Items listed in a dataset -
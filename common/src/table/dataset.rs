use crate::error::{Result, TabchatError};
use serde::Serialize;

/// A single cell value. Uploaded files only ever produce these five kinds;
/// everything the sandbox computes stays within them too.
#[derive(Debug, Clone, PartialEq, Serialize)]
pub enum Cell {
    Null,
    Bool(bool),
    Int(i64),
    Float(f64),
    Str(String),
}

impl Cell {
    pub fn is_null(&self) -> bool {
        matches!(self, Cell::Null)
    }

    pub fn is_numeric(&self) -> bool {
        matches!(self, Cell::Int(_) | Cell::Float(_))
    }

    pub fn as_f64(&self) -> Option<f64> {
        match self {
            Cell::Int(i) => Some(*i as f64),
            Cell::Float(f) => Some(*f),
            _ => None,
        }
    }

    pub fn as_str(&self) -> Option<&str> {
        match self {
            Cell::Str(s) => Some(s),
            _ => None,
        }
    }

    /// Display form used for rendered tables and scalar answers.
    pub fn to_text(&self) -> String {
        match self {
            Cell::Null => String::new(),
            Cell::Bool(b) => b.to_string(),
            Cell::Int(i) => i.to_string(),
            Cell::Float(f) => format!("{}", f),
            Cell::Str(s) => s.clone(),
        }
    }

    /// Parse a raw text field the way uploads do: integer, then float,
    /// then boolean, otherwise text. Empty fields are null.
    pub fn from_field(raw: &str) -> Cell {
        let trimmed = raw.trim();
        if trimmed.is_empty() {
            return Cell::Null;
        }
        if let Ok(i) = trimmed.parse::<i64>() {
            return Cell::Int(i);
        }
        if let Ok(f) = trimmed.parse::<f64>() {
            return Cell::Float(f);
        }
        match trimmed.to_ascii_lowercase().as_str() {
            "true" => Cell::Bool(true),
            "false" => Cell::Bool(false),
            _ => Cell::Str(trimmed.to_string()),
        }
    }
}

/// Declared type of a column, derived from its cells after cleaning.
#[derive(Debug, Clone, Copy, PartialEq, Eq, Serialize)]
pub enum ColumnType {
    Integer,
    Float,
    Boolean,
    Text,
}

impl ColumnType {
    pub fn as_str(&self) -> &'static str {
        match self {
            ColumnType::Integer => "integer",
            ColumnType::Float => "float",
            ColumnType::Boolean => "boolean",
            ColumnType::Text => "text",
        }
    }

    pub fn is_numeric(&self) -> bool {
        matches!(self, ColumnType::Integer | ColumnType::Float)
    }
}

#[derive(Debug, Clone, PartialEq, Serialize)]
pub struct Column {
    pub name: String,
    pub ty: ColumnType,
}

/// The loaded table: ordered, named, typed columns with row-major storage.
/// One live dataset per session; replacing it invalidates prior context.
#[derive(Debug, Clone, PartialEq)]
pub struct Dataset {
    columns: Vec<Column>,
    rows: Vec<Vec<Cell>>,
}

impl Dataset {
    pub fn new(names: Vec<String>, rows: Vec<Vec<Cell>>) -> Result<Self> {
        for (idx, row) in rows.iter().enumerate() {
            if row.len() != names.len() {
                return Err(TabchatError::UploadParseFailed(format!(
                    "row {} has {} fields, expected {}",
                    idx + 1,
                    row.len(),
                    names.len()
                )));
            }
        }

        let columns = names
            .into_iter()
            .enumerate()
            .map(|(i, name)| Column {
                name,
                ty: derive_column_type(rows.iter().map(|r| &r[i])),
            })
            .collect();

        Ok(Self { columns, rows })
    }

    /// Build a view over the same columns with a subset of rows, preserving
    /// both column order and row order.
    pub fn with_rows(&self, rows: Vec<Vec<Cell>>) -> Dataset {
        Dataset {
            columns: self.columns.clone(),
            rows,
        }
    }

    pub fn columns(&self) -> &[Column] {
        &self.columns
    }

    pub fn column_names(&self) -> Vec<String> {
        self.columns.iter().map(|c| c.name.clone()).collect()
    }

    pub fn rows(&self) -> &[Vec<Cell>] {
        &self.rows
    }

    pub fn row_count(&self) -> usize {
        self.rows.len()
    }

    pub fn column_count(&self) -> usize {
        self.columns.len()
    }

    pub fn column_index(&self, name: &str) -> Option<usize> {
        self.columns.iter().position(|c| c.name == name)
    }

    pub fn column(&self, idx: usize) -> &Column {
        &self.columns[idx]
    }

    pub fn column_values(&self, idx: usize) -> impl Iterator<Item = &Cell> {
        self.rows.iter().map(move |row| &row[idx])
    }

    /// Append a derived column; the values must line up with existing rows.
    pub fn push_column(&mut self, name: String, values: Vec<Cell>) -> Result<()> {
        if values.len() != self.rows.len() {
            return Err(TabchatError::UploadParseFailed(format!(
                "derived column '{}' has {} values for {} rows",
                name,
                values.len(),
                self.rows.len()
            )));
        }
        let ty = derive_column_type(values.iter());
        self.columns.push(Column { name, ty });
        for (row, value) in self.rows.iter_mut().zip(values) {
            row.push(value);
        }
        Ok(())
    }

    /// Replace a column's cells in place and re-derive its type.
    pub fn replace_column(&mut self, idx: usize, values: Vec<Cell>) {
        debug_assert_eq!(values.len(), self.rows.len());
        self.columns[idx].ty = derive_column_type(values.iter());
        for (row, value) in self.rows.iter_mut().zip(values) {
            row[idx] = value;
        }
    }
}

fn derive_column_type<'a>(cells: impl Iterator<Item = &'a Cell>) -> ColumnType {
    let mut saw_int = false;
    let mut saw_float = false;
    let mut saw_bool = false;
    let mut saw_text = false;

    for cell in cells {
        match cell {
            Cell::Null => {}
            Cell::Int(_) => saw_int = true,
            Cell::Float(_) => saw_float = true,
            Cell::Bool(_) => saw_bool = true,
            Cell::Str(_) => saw_text = true,
        }
    }

    if saw_text {
        ColumnType::Text
    } else if saw_bool && !saw_int && !saw_float {
        ColumnType::Boolean
    } else if saw_float {
        ColumnType::Float
    } else if saw_int {
        ColumnType::Integer
    } else {
        // all-null column
        ColumnType::Text
    }
}

#[cfg(test)]
mod tests {
    use super::*;

    fn sample() -> Dataset {
        Dataset::new(
            vec!["name".to_string(), "gross_sal".to_string()],
            vec![
                vec![Cell::Str("Mr. Mohan".to_string()), Cell::Int(42000)],
                vec![Cell::Str("Asha".to_string()), Cell::Int(55000)],
            ],
        )
        .unwrap()
    }

    #[test]
    fn test_column_types_derived() {
        let ds = sample();
        assert_eq!(ds.column(0).ty, ColumnType::Text);
        assert_eq!(ds.column(1).ty, ColumnType::Integer);
    }

    #[test]
    fn test_ragged_rows_rejected() {
        let result = Dataset::new(
            vec!["a".to_string(), "b".to_string()],
            vec![vec![Cell::Int(1)]],
        );
        assert!(result.is_err());
    }

    #[test]
    fn test_mixed_numeric_column_is_float() {
        let ds = Dataset::new(
            vec!["v".to_string()],
            vec![vec![Cell::Int(1)], vec![Cell::Float(2.5)], vec![Cell::Null]],
        )
        .unwrap();
        assert_eq!(ds.column(0).ty, ColumnType::Float);
    }

    #[test]
    fn test_from_field_parses_in_order() {
        assert_eq!(Cell::from_field("42"), Cell::Int(42));
        assert_eq!(Cell::from_field("4.5"), Cell::Float(4.5));
        assert_eq!(Cell::from_field("true"), Cell::Bool(true));
        assert_eq!(Cell::from_field("  x "), Cell::Str("x".to_string()));
        assert_eq!(Cell::from_field("   "), Cell::Null);
    }

    #[test]
    fn test_push_column_length_checked() {
        let mut ds = sample();
        assert!(ds
            .push_column("extra".to_string(), vec![Cell::Int(1)])
            .is_err());
        assert!(ds
            .push_column("extra".to_string(), vec![Cell::Int(1), Cell::Int(2)])
            .is_ok());
        assert_eq!(ds.column_count(), 3);
    }
}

TO DO -
Wherever a line of the entries holds the string "impl", copy that line.

EXPECTED ANSWER -
impl Cell {
impl ColumnType {
impl Dataset {
    pub fn column_values(&self, idx: usize) -> impl Iterator<Item = &Cell> {
fn derive_column_type<'a>(cells: impl Iterator<Item = &'a Cell>) -> ColumnType {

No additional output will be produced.